The problem of reaching fixation “too soon” is particularly strong for small population sizes. In a small population size, small differences in fitness may fail to generate sufficient selective pressure to dominate the force of genetic drift. For example, in a population that is limited to a size of 10, an individual with a fitness 1/100 of some other individual may still by “good luck” produce a single offspring in the next generation. That offspring, although 1/100'th as fit of a strategy as some other in the population, nevertheless takes up 10% of the next generation. So for small population sizes, mutation and drift are essentially the only drivers of evolution.
So when building an evolutionary algorithm, it is important to start with a diverse population and then build mutation and selection operations that maintain diversity as long as possible (staving off genetic drift). So long as the population is diverse, natural selection will continue to explore large regions of the strategy space. However, if mutation is too strong, then it will limit exploitation and tuning of strategies because adaptations that make small changes in fitness will quickly be lost to mutation. Consequently, if you have the computational budget, it is best to build very large population sizes with very low mutation rates and choose selection operators that moderate selection pressure — giving low-fitness strategies a chance to stay in the large population pool.
Similarly, when thinking about evolution in natural systems, it is important to remember how large the ancestral populations were. Those that evolved in large-population contexts may tend to show more signs of natural selection (and will likely have evolved mechanisms to reduce the mutation rate). Those that evolved in small-population contexts may tend to have high mutation rates and show diversity patterns more closely related to randomness.

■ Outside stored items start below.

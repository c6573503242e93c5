//! Unified error types for the apicov core library.
//!
//! Expected not-found conditions on the query path (unknown operation path,
//! unknown method) are modelled as structured results, not errors; the
//! variants here cover missing resources and I/O, the cases a caller cannot
//! express as a normal answer.

use std::path::PathBuf;

use thiserror::Error;

/// The unified error type for all apicov operations.
#[derive(Debug, Error)]
pub enum CoverageError {
    /// The configuration anchor file was not found at the expected path.
    #[error("Configuration file not found at: {}", .0.display())]
    ConfigNotFound(PathBuf),

    /// The configuration anchor file exists but could not be parsed.
    #[error("Failed to parse configuration: {0}")]
    ConfigParse(String),

    /// The OpenAPI document could not be read from disk.
    #[error("Failed to read OpenAPI document {}: {source}", .path.display())]
    SpecRead {
        /// Path of the document that failed to read.
        path: PathBuf,
        /// The underlying I/O error.
        #[source]
        source: std::io::Error,
    },

    /// The OpenAPI document was read but is not valid JSON.
    #[error("Failed to parse OpenAPI document {}: {source}", .path.display())]
    SpecParse {
        /// Path of the document that failed to parse.
        path: PathBuf,
        /// The underlying JSON error.
        #[source]
        source: serde_json::Error,
    },

    /// A requested spec snapshot version does not exist.
    #[error("Snapshot not found for version '{version}': {}", .path.display())]
    SnapshotNotFound {
        /// The version string the caller asked for.
        version: String,
        /// The path that was probed.
        path: PathBuf,
    },

    /// The implemented-endpoint registry exists but could not be read or parsed.
    #[error("Failed to read endpoint registry {}: {message}", .path.display())]
    RegistryRead {
        /// Path of the registry source.
        path: PathBuf,
        /// What went wrong.
        message: String,
    },

    /// The coverage generator script is missing.
    #[error("Coverage script not found: {}", .0.display())]
    ScriptNotFound(PathBuf),

    /// No usable shell was found to run the coverage script.
    #[error("PowerShell not found. Tried: {tried}")]
    ShellNotFound {
        /// The shells that were attempted, comma separated.
        tried: String,
    },

    /// A low-level I/O error occurred.
    #[error("I/O error: {0}")]
    Io(#[from] std::io::Error),
}

/// A specialized [`Result`] type for apicov operations.
pub type Result<T> = std::result::Result<T, CoverageError>;

impl CoverageError {
    /// Returns `true` if this error represents a missing resource the caller
    /// named directly (a snapshot version, config anchor, or script path).
    #[inline]
    #[must_use]
    pub const fn is_not_found(&self) -> bool {
        matches!(
            self,
            Self::ConfigNotFound(_) | Self::SnapshotNotFound { .. } | Self::ScriptNotFound(_)
        )
    }
}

This latter case relates to neutral theories of evolution, which are important to consider when trying to understand the source of observed variation in systems we see today.
This story is summarized in the graphic I’ve prepared above, which shows mutation and natural selection as forces re-shaping populations within a drift field that, in the absence of those forces, will eventually homogenize the population on an arbitrary strategy.
So how do we come up with interesting new ideas for mutation and selection operators for evolutionary algorithms? We should continue to look at population genetics. In fact, some theories in population genetics (like Sewall Wright’s shifting-balance theory) are much better descriptors of evolutionary algorithm behavior than the more complex evolutionary trajectories of living systems. For example, distributed genetic algorithms, which create islands of evolutionary algorithms that only exchange population members across island boundaries infrequently, tend to out-perform conventional genetic algorithms on the same computational budgets for reasons that make sense in light of population genetics. This is a more advanced topic, and you’re welcome to read/listen more about this in my CSE/IEE 598 lectures. For now, I hope you look at living and non-living populations around you through the lenses of mutation, drift, and natural selection.